REVIEW: Ugly Kid Joe – Rad Wings Of Destiny


Nostalgic memories last forever and we constantly want to be transported back to the memories and melodies of our youths, to connect those memories with the songs and bands we listen to. UGLY KID JOE, after 7 years, have brought some of that nostalgia back with their new album, “Rad Wings of Destiny.” The band once again worked with producer Mark Dodson, who was already responsible for UGLY KID JOE’s debut album, “America’s Least Wanted,” in 1992. With a refreshed album cover design and a well-produced sound, “Rad Wings of Destiny” was released on October 21st, 2022, via Metalville Records.

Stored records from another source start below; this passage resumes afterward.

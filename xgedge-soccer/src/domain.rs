use std::fmt::{Display, Formatter};
use std::ops::{Index, RangeInclusive};

use ordinalizer::Ordinal;
use serde::{Deserialize, Serialize};
use strum::IntoEnumIterator;
use strum_macros::{EnumCount, EnumIter};

use crate::domain::error::{Field, InvalidAttribute, Subject};

pub mod error;

pub const EXPECTED_GOALS_BOUNDS: RangeInclusive<f64> = 0.0..=f64::INFINITY;
pub const PITCH_RANK_BOUNDS: RangeInclusive<f64> = 0.35..=3.39;
pub const SQUAD_RATING_BOUNDS: RangeInclusive<f64> = 0.0..=100.0;
pub const MANAGER_RATING_BOUNDS: RangeInclusive<f64> = 1.0..=10.0;

#[derive(
    Clone, Copy, Debug, Hash, PartialEq, Eq, PartialOrd, Ord, EnumIter, Serialize, Deserialize,
)]
pub enum Side {
    Home,
    Away,
}
impl Side {
    pub fn flip(&self) -> Side {
        match self {
            Side::Home => Side::Away,
            Side::Away => Side::Home,
        }
    }
}

impl Display for Side {
    fn fmt(&self, f: &mut Formatter<'_>) -> std::fmt::Result {
        match self {
            Side::Home => write!(f, "home"),
            Side::Away => write!(f, "away"),
        }
    }
}

/// The three outcomes of a full-time head-to-head market.
#[derive(
    Clone,
    Copy,
    Debug,
    Hash,
    PartialEq,
    Eq,
    PartialOrd,
    Ord,
    Ordinal,
    EnumCount,
    EnumIter,
    Serialize,
    Deserialize,
)]
pub enum Outcome {
    Home,
    Draw,
    Away,
}
impl Outcome {
    pub fn win(side: Side) -> Self {
        match side {
            Side::Home => Outcome::Home,
            Side::Away => Outcome::Away,
        }
    }

    pub fn flip(&self) -> Self {
        match self {
            Outcome::Home => Outcome::Away,
            Outcome::Draw => Outcome::Draw,
            Outcome::Away => Outcome::Home,
        }
    }
}

impl Display for Outcome {
    fn fmt(&self, f: &mut Formatter<'_>) -> std::fmt::Result {
        match self {
            Outcome::Home => write!(f, "Home"),
            Outcome::Draw => write!(f, "Draw"),
            Outcome::Away => write!(f, "Away"),
        }
    }
}

/// A value held for each head-to-head [`Outcome`].
#[derive(Clone, Copy, Debug, Default, PartialEq, Serialize, Deserialize)]
pub struct ByOutcome<T> {
    pub home: T,
    pub draw: T,
    pub away: T,
}
impl<T> ByOutcome<T> {
    pub fn new(home: T, draw: T, away: T) -> Self {
        Self { home, draw, away }
    }

    pub fn get(&self, outcome: Outcome) -> &T {
        match outcome {
            Outcome::Home => &self.home,
            Outcome::Draw => &self.draw,
            Outcome::Away => &self.away,
        }
    }

    pub fn map<U>(&self, mut f: impl FnMut(&T) -> U) -> ByOutcome<U> {
        ByOutcome {
            home: f(&self.home),
            draw: f(&self.draw),
            away: f(&self.away),
        }
    }

    pub fn zip_with<U, V>(&self, other: &ByOutcome<U>, mut f: impl FnMut(&T, &U) -> V) -> ByOutcome<V> {
        ByOutcome {
            home: f(&self.home, &other.home),
            draw: f(&self.draw, &other.draw),
            away: f(&self.away, &other.away),
        }
    }

    pub fn iter(&self) -> impl Iterator<Item = (Outcome, &T)> {
        Outcome::iter().map(|outcome| (outcome, self.get(outcome)))
    }

    /// Exchanges the home and away values.
    pub fn flip(self) -> Self {
        Self {
            home: self.away,
            draw: self.draw,
            away: self.home,
        }
    }
}

impl ByOutcome<f64> {
    pub fn sum(&self) -> f64 {
        self.home + self.draw + self.away
    }

    pub fn to_vec(&self) -> Vec<f64> {
        vec![self.home, self.draw, self.away]
    }
}

impl<T> Index<Outcome> for ByOutcome<T> {
    type Output = T;

    fn index(&self, outcome: Outcome) -> &Self::Output {
        self.get(outcome)
    }
}

impl<T> From<[T; 3]> for ByOutcome<T> {
    fn from([home, draw, away]: [T; 3]) -> Self {
        Self { home, draw, away }
    }
}

#[derive(Clone, Debug, Hash, PartialEq, Eq, PartialOrd, Ord, Serialize, Deserialize)]
pub struct Score {
    pub home: u8,
    pub away: u8,
}
impl Score {
    pub fn new(home: u8, away: u8) -> Self {
        Self { home, away }
    }

    pub fn nil_all() -> Self {
        Self { home: 0, away: 0 }
    }

    pub fn total(&self) -> u16 {
        self.home as u16 + self.away as u16
    }

    pub fn outcome(&self) -> Outcome {
        match self.home.cmp(&self.away) {
            std::cmp::Ordering::Greater => Outcome::Home,
            std::cmp::Ordering::Equal => Outcome::Draw,
            std::cmp::Ordering::Less => Outcome::Away,
        }
    }
}

impl Display for Score {
    fn fmt(&self, f: &mut Formatter<'_>) -> std::fmt::Result {
        write!(f, "{}-{}", self.home, self.away)
    }
}

/// The raw per-team inputs to the model, as collected by the caller.
#[derive(Clone, Debug, PartialEq, Serialize, Deserialize)]
pub struct TeamAttributes {
    /// Expected goals scored per 90 minutes.
    pub xg_for: f64,

    /// Expected goals conceded per 90 minutes.
    pub xg_against: f64,

    /// Tactical/pitch rank within [`PITCH_RANK_BOUNDS`].
    pub pitch_rank: f64,

    /// Squad value rating within [`SQUAD_RATING_BOUNDS`].
    pub squad_rating: f64,

    /// Manager rating within [`MANAGER_RATING_BOUNDS`].
    pub manager_rating: f64,
}
impl TeamAttributes {
    pub fn validate(&self) -> Result<(), InvalidAttribute> {
        let subject = Subject::Team(None);
        InvalidAttribute::check(subject, Field::XgFor, self.xg_for, &EXPECTED_GOALS_BOUNDS)?;
        InvalidAttribute::check(subject, Field::XgAgainst, self.xg_against, &EXPECTED_GOALS_BOUNDS)?;
        InvalidAttribute::check(subject, Field::PitchRank, self.pitch_rank, &PITCH_RANK_BOUNDS)?;
        InvalidAttribute::check(subject, Field::SquadRating, self.squad_rating, &SQUAD_RATING_BOUNDS)?;
        InvalidAttribute::check(
            subject,
            Field::ManagerRating,
            self.manager_rating,
            &MANAGER_RATING_BOUNDS,
        )?;
        Ok(())
    }
}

Let’s begin with a little introduction, for those who do not know the band. UGLY KID JOE is a Californian hard-rock/metal band that was formed at the beginning of the ’90s. They started as a parody of PRETTY BOY FLOYD and anyone who grew up in the ’90s should have heard their ear-catching single, “Everything About You,” as they managed to create a timeless hymn about hating your significant other. The band had a really strong start and were growing until some unfortunate events took place, where they ended up splitting due to personal reasons. After years apart, they re-united in 2010, and have been producing new material ever since. We even had the opportunity to catch them live at Rockfest 2019.

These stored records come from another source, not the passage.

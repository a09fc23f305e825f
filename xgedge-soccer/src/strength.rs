//! Reduction of a team's raw attributes to a strength rating.
//!
//! Two parameterisations are supported. The [`ScalarConfig`] model collapses a team to a single
//! number, which is later differenced against the opponent's. The [`AttackDefenceConfig`] model
//! produces a pair of multipliers, each centred on 1.0 for a league-average side, where higher
//! values are stronger for both attack and defence.

use std::ops::RangeInclusive;

use anyhow::anyhow;
use serde::{Deserialize, Serialize};

use crate::domain::error::ValidationError;
use crate::domain::{TeamAttributes, MANAGER_RATING_BOUNDS, PITCH_RANK_BOUNDS, SQUAD_RATING_BOUNDS};
use crate::league::League;

const WEIGHT_RANGE: RangeInclusive<f64> = 0.0..=1.0;
const WEIGHT_SUM_TOLERANCE: f64 = 1e-9;

#[derive(Clone, Debug, PartialEq, Serialize, Deserialize)]
pub enum StrengthModel {
    Scalar(ScalarConfig),
    AttackDefence(AttackDefenceConfig),
}
impl StrengthModel {
    pub fn validate(&self) -> Result<(), ValidationError> {
        match self {
            StrengthModel::Scalar(config) => config.validate(),
            StrengthModel::AttackDefence(config) => config.validate(),
        }
    }

    pub fn estimate(&self, attributes: &TeamAttributes, league: &League) -> Strength {
        match self {
            StrengthModel::Scalar(config) => Strength::Scalar(config.estimate(attributes)),
            StrengthModel::AttackDefence(config) => {
                Strength::Pair(config.estimate(attributes, league))
            }
        }
    }
}

impl Default for StrengthModel {
    fn default() -> Self {
        StrengthModel::Scalar(ScalarConfig::default())
    }
}

#[derive(Clone, Copy, Debug, PartialEq, Serialize, Deserialize)]
pub enum Strength {
    Scalar(f64),
    Pair(AttackDefence),
}

#[derive(Clone, Copy, Debug, PartialEq, Serialize, Deserialize)]
pub struct AttackDefence {
    pub attack: f64,
    pub defence: f64,
}
impl AttackDefence {
    /// Factor applied to the opponent's expected goals; the reciprocal of defensive strength.
    pub fn concession(&self) -> f64 {
        1.0 / self.defence
    }
}

/// Blend of the subjective ratings into a prior in `[0, 1]`.
#[derive(Clone, Debug, PartialEq, Serialize, Deserialize)]
pub struct PriorConfig {
    pub squad_weight: f64,
    pub manager_weight: f64,
}
impl PriorConfig {
    pub fn estimate(&self, attributes: &TeamAttributes) -> f64 {
        self.squad_weight * attributes.squad_rating / SQUAD_RATING_BOUNDS.end()
            + self.manager_weight * attributes.manager_rating / MANAGER_RATING_BOUNDS.end()
    }

    fn validate(&self) -> Result<(), ValidationError> {
        check_weights("prior", &[self.squad_weight, self.manager_weight])
    }
}

impl Default for PriorConfig {
    fn default() -> Self {
        Self {
            squad_weight: 0.6,
            manager_weight: 0.4,
        }
    }
}

#[derive(Clone, Debug, PartialEq, Serialize, Deserialize)]
pub struct ScalarConfig {
    /// Weight of the xG-for to xG-against ratio.
    pub objective_weight: f64,

    /// Weight of the pitch rank, normalised by its upper bound.
    pub tactical_weight: f64,

    /// Weight of the subjective prior.
    pub prior_weight: f64,

    pub prior: PriorConfig,

    /// Substituted for an xG-against of exactly zero.
    pub xg_against_substitute: f64,
}
impl ScalarConfig {
    pub fn estimate(&self, attributes: &TeamAttributes) -> f64 {
        let objective = attributes.xg_for
            / substitute_zero(attributes.xg_against, self.xg_against_substitute);
        let tactical = attributes.pitch_rank / PITCH_RANK_BOUNDS.end();
        let prior = self.prior.estimate(attributes);
        self.objective_weight * objective + self.tactical_weight * tactical + self.prior_weight * prior
    }

    fn validate(&self) -> Result<(), ValidationError> {
        check_weights(
            "scalar strength",
            &[self.objective_weight, self.tactical_weight, self.prior_weight],
        )?;
        check_substitute(self.xg_against_substitute)?;
        self.prior.validate()
    }
}

impl Default for ScalarConfig {
    fn default() -> Self {
        Self {
            objective_weight: 0.5,
            tactical_weight: 0.3,
            prior_weight: 0.2,
            prior: PriorConfig::default(),
            xg_against_substitute: 0.01,
        }
    }
}

#[derive(Clone, Debug, PartialEq, Serialize, Deserialize)]
pub struct AttackDefenceConfig {
    /// Weight of the xG rate relative to the league's base rate.
    pub objective_weight: f64,

    /// Weight of the subjective prior, rescaled so that a prior of 0.5 maps to 1.0.
    pub prior_weight: f64,

    pub prior: PriorConfig,

    /// Proportion of a raw rating's deviation from 1.0 that is retained.
    pub shrink_factor: f64,

    /// Substituted for an xG-against of exactly zero.
    pub xg_against_substitute: f64,
}
impl AttackDefenceConfig {
    pub fn estimate(&self, attributes: &TeamAttributes, league: &League) -> AttackDefence {
        let base_goal_rate = league.effective_base_goal_rate();
        let prior = 2.0 * self.prior.estimate(attributes);
        let raw_attack =
            self.objective_weight * attributes.xg_for / base_goal_rate + self.prior_weight * prior;
        let raw_defence = self.objective_weight * base_goal_rate
            / substitute_zero(attributes.xg_against, self.xg_against_substitute)
            + self.prior_weight * prior;
        AttackDefence {
            attack: shrink(raw_attack, self.shrink_factor),
            defence: shrink(raw_defence, self.shrink_factor),
        }
    }

    fn validate(&self) -> Result<(), ValidationError> {
        check_weights("attack/defence strength", &[self.objective_weight, self.prior_weight])?;
        check_substitute(self.xg_against_substitute)?;
        if !(self.shrink_factor > 0.0 && self.shrink_factor < 1.0) {
            return Err(anyhow!(
                "shrink factor ({}) must lie in (0, 1)",
                self.shrink_factor
            )
            .into());
        }
        self.prior.validate()
    }
}

impl Default for AttackDefenceConfig {
    fn default() -> Self {
        Self {
            objective_weight: 0.7,
            prior_weight: 0.3,
            prior: PriorConfig::default(),
            shrink_factor: 0.6,
            xg_against_substitute: 0.01,
        }
    }
}

/// Pulls a rating towards 1.0, retaining `factor` of its deviation.
#[inline]
pub fn shrink(raw: f64, factor: f64) -> f64 {
    1.0 + factor * (raw - 1.0)
}

#[inline]
fn substitute_zero(value: f64, substitute: f64) -> f64 {
    if value == 0.0 {
        substitute
    } else {
        value
    }
}

fn check_weights(name: &str, weights: &[f64]) -> Result<(), ValidationError> {
    if let Some(weight) = weights.iter().find(|&&weight| !WEIGHT_RANGE.contains(&weight)) {
        return Err(anyhow!(
            "{name} weight ({weight}) outside of allowable range {WEIGHT_RANGE:?}"
        )
        .into());
    }
    let sum = weights.iter().sum::<f64>();
    if (sum - 1.0).abs() > WEIGHT_SUM_TOLERANCE {
        return Err(anyhow!("{name} weights sum to {sum}, expected 1").into());
    }
    Ok(())
}

fn check_substitute(substitute: f64) -> Result<(), ValidationError> {
    if !substitute.is_finite() || substitute <= 0.0 {
        return Err(anyhow!("xG against substitute ({substitute}) must be positive").into());
    }
    Ok(())
}

#[cfg(test)]
mod tests {
    use assert_float_eq::*;
    use tinyrand::StdRand;
    use xgedge_testing::uniform;

    use super::*;

    fn strong_side() -> TeamAttributes {
        TeamAttributes {
            xg_for: 2.0,
            xg_against: 1.0,
            pitch_rank: 1.5,
            squad_rating: 70.0,
            manager_rating: 7.0,
        }
    }

    fn weak_side() -> TeamAttributes {
        TeamAttributes {
            xg_for: 1.0,
            xg_against: 1.5,
            pitch_rank: 1.0,
            squad_rating: 40.0,
            manager_rating: 5.0,
        }
    }

    fn random_attributes(rand: &mut StdRand) -> TeamAttributes {
        TeamAttributes {
            xg_for: uniform(rand, 0.0..4.0),
            xg_against: uniform(rand, 0.2..4.0),
            pitch_rank: uniform(rand, 0.35..3.39),
            squad_rating: uniform(rand, 0.0..100.0),
            manager_rating: uniform(rand, 1.0..10.0),
        }
    }

    #[test]
    fn prior() {
        let prior = PriorConfig::default();
        assert_float_relative_eq!(0.6 * 0.7 + 0.4 * 0.7, prior.estimate(&strong_side()));
        assert_float_relative_eq!(0.6 * 0.4 + 0.4 * 0.5, prior.estimate(&weak_side()));
    }

    #[test]
    fn scalar_strength() {
        let config = ScalarConfig::default();
        let expected = 0.5 * 2.0 + 0.3 * 1.5 / 3.39 + 0.2 * (0.6 * 0.7 + 0.4 * 0.7);
        assert_float_relative_eq!(expected, config.estimate(&strong_side()));
        let expected = 0.5 * (1.0 / 1.5) + 0.3 * 1.0 / 3.39 + 0.2 * (0.6 * 0.4 + 0.4 * 0.5);
        assert_float_relative_eq!(expected, config.estimate(&weak_side()));
        assert!(config.estimate(&strong_side()) > config.estimate(&weak_side()));
    }

    #[test]
    fn scalar_strength_zero_xg_against() {
        let config = ScalarConfig::default();
        let attributes = TeamAttributes {
            xg_against: 0.0,
            ..strong_side()
        };
        let strength = config.estimate(&attributes);
        assert!(strength.is_finite());
        let expected = 0.5 * 2.0 / 0.01 + 0.3 * 1.5 / 3.39 + 0.2 * 0.7;
        assert_float_relative_eq!(expected, strength);
    }

    #[test]
    fn scalar_strength_monotonic_in_xg_for() {
        let config = ScalarConfig::default();
        let mut rand = StdRand::default();
        for _ in 0..1_000 {
            let attributes = random_attributes(&mut rand);
            let improved = TeamAttributes {
                xg_for: attributes.xg_for + uniform(&mut rand, 0.0..1.0),
                ..attributes.clone()
            };
            assert!(config.estimate(&improved) >= config.estimate(&attributes));
        }
    }

    #[test]
    fn attack_defence_of_average_side() {
        let config = AttackDefenceConfig::default();
        let league = League::new("Test", 0.25).with_base_goal_rate(1.5);
        let average = TeamAttributes {
            xg_for: 1.5,
            xg_against: 1.5,
            pitch_rank: 1.0,
            squad_rating: 50.0,
            manager_rating: 5.0,
        };
        let strength = config.estimate(&average, &league);
        assert_float_relative_eq!(1.0, strength.attack);
        assert_float_relative_eq!(1.0, strength.defence);
        assert_float_relative_eq!(1.0, strength.concession());
    }

    #[test]
    fn attack_defence_shrinks_towards_one() {
        let config = AttackDefenceConfig::default();
        let league = League::new("Test", 0.25).with_base_goal_rate(1.5);
        let strength = config.estimate(&strong_side(), &league);
        let prior = 2.0 * (0.6 * 0.7 + 0.4 * 0.7);
        let raw_attack = 0.7 * 2.0 / 1.5 + 0.3 * prior;
        let raw_defence = 0.7 * 1.5 / 1.0 + 0.3 * prior;
        assert_float_relative_eq!(1.0 + 0.6 * (raw_attack - 1.0), strength.attack);
        assert_float_relative_eq!(1.0 + 0.6 * (raw_defence - 1.0), strength.defence);
        assert!(strength.attack < raw_attack);
        assert!(strength.defence < raw_defence);
    }

    #[test]
    fn attack_defence_never_collapses() {
        let config = AttackDefenceConfig::default();
        let league = League::new("Test", 0.0);
        let hopeless = TeamAttributes {
            xg_for: 0.0,
            xg_against: 0.0,
            pitch_rank: 0.35,
            squad_rating: 0.0,
            manager_rating: 1.0,
        };
        let strength = config.estimate(&hopeless, &league);
        assert!(strength.attack >= 1.0 - config.shrink_factor);
        assert!(strength.defence.is_finite());
    }

    #[test]
    fn attack_defence_monotonic_in_xg_for() {
        let config = AttackDefenceConfig::default();
        let league = League::new("Test", 0.25);
        let mut rand = StdRand::default();
        for _ in 0..1_000 {
            let attributes = random_attributes(&mut rand);
            let improved = TeamAttributes {
                xg_for: attributes.xg_for + uniform(&mut rand, 0.0..1.0),
                ..attributes.clone()
            };
            let (before, after) = (
                config.estimate(&attributes, &league),
                config.estimate(&improved, &league),
            );
            assert!(after.attack >= before.attack);
            assert_eq!(before.defence, after.defence);
        }
    }

    #[test]
    fn shrink_preserves_unity() {
        assert_eq!(1.0, shrink(1.0, 0.6));
        assert_float_relative_eq!(1.6, shrink(2.0, 0.6));
        assert_float_relative_eq!(0.7, shrink(0.5, 0.6));
    }

    #[test]
    fn model_dispatch() {
        let league = League::new("Test", 0.25);
        let scalar = StrengthModel::default();
        assert!(matches!(scalar.estimate(&strong_side(), &league), Strength::Scalar(_)));
        let pair = StrengthModel::AttackDefence(AttackDefenceConfig::default());
        assert!(matches!(pair.estimate(&strong_side(), &league), Strength::Pair(_)));
    }

    #[test]
    fn validate_defaults() {
        StrengthModel::default().validate().unwrap();
        StrengthModel::AttackDefence(AttackDefenceConfig::default()).validate().unwrap();
    }

    #[test]
    fn validate_weight_sum() {
        let model = StrengthModel::Scalar(ScalarConfig {
            objective_weight: 0.5,
            tactical_weight: 0.3,
            prior_weight: 0.3,
            ..ScalarConfig::default()
        });
        let err = model.validate().unwrap_err().to_string();
        assert!(err.starts_with("scalar strength weights sum to 1.1"), "{err}");
    }

    #[test]
    fn validate_weight_range() {
        let model = StrengthModel::Scalar(ScalarConfig {
            objective_weight: 1.2,
            tactical_weight: -0.2,
            prior_weight: 0.0,
            ..ScalarConfig::default()
        });
        assert_eq!(
            "scalar strength weight (1.2) outside of allowable range 0.0..=1.0",
            model.validate().unwrap_err().to_string()
        );
    }

    #[test]
    fn validate_shrink_factor() {
        for shrink_factor in [0.0, 1.0, -0.5] {
            let model = StrengthModel::AttackDefence(AttackDefenceConfig {
                shrink_factor,
                ..AttackDefenceConfig::default()
            });
            assert!(model.validate().is_err(), "{shrink_factor} should be rejected");
        }
    }

    #[test]
    fn validate_prior_weights() {
        let model = StrengthModel::Scalar(ScalarConfig {
            prior: PriorConfig {
                squad_weight: 0.6,
                manager_weight: 0.6,
            },
            ..ScalarConfig::default()
        });
        assert!(model.validate().is_err());
    }

    #[test]
    fn validate_substitute() {
        let model = StrengthModel::Scalar(ScalarConfig {
            xg_against_substitute: 0.0,
            ..ScalarConfig::default()
        });
        assert!(model.validate().is_err());
    }
}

The album opens strong with a bold rocker, “That Aint Livin.” This track has an old-school AC/DC power rock ‘n’ roll style, which conveys the extremely sobering message that you have one life, so live it. This is a fantastically filthy song that is hard not to love, complete with a pounding tempo and growling vocals. Continuing with the second song, “Not Like the Other,” the band introduces a hint of glam rock and a super-catchy chorus with some fantastic guitar interplay. The catchy, finger-snapping melody makes you feel like part of the gang. It’s definitely a different vibe from the first song, but it gives you an idea of what a versatile album this is.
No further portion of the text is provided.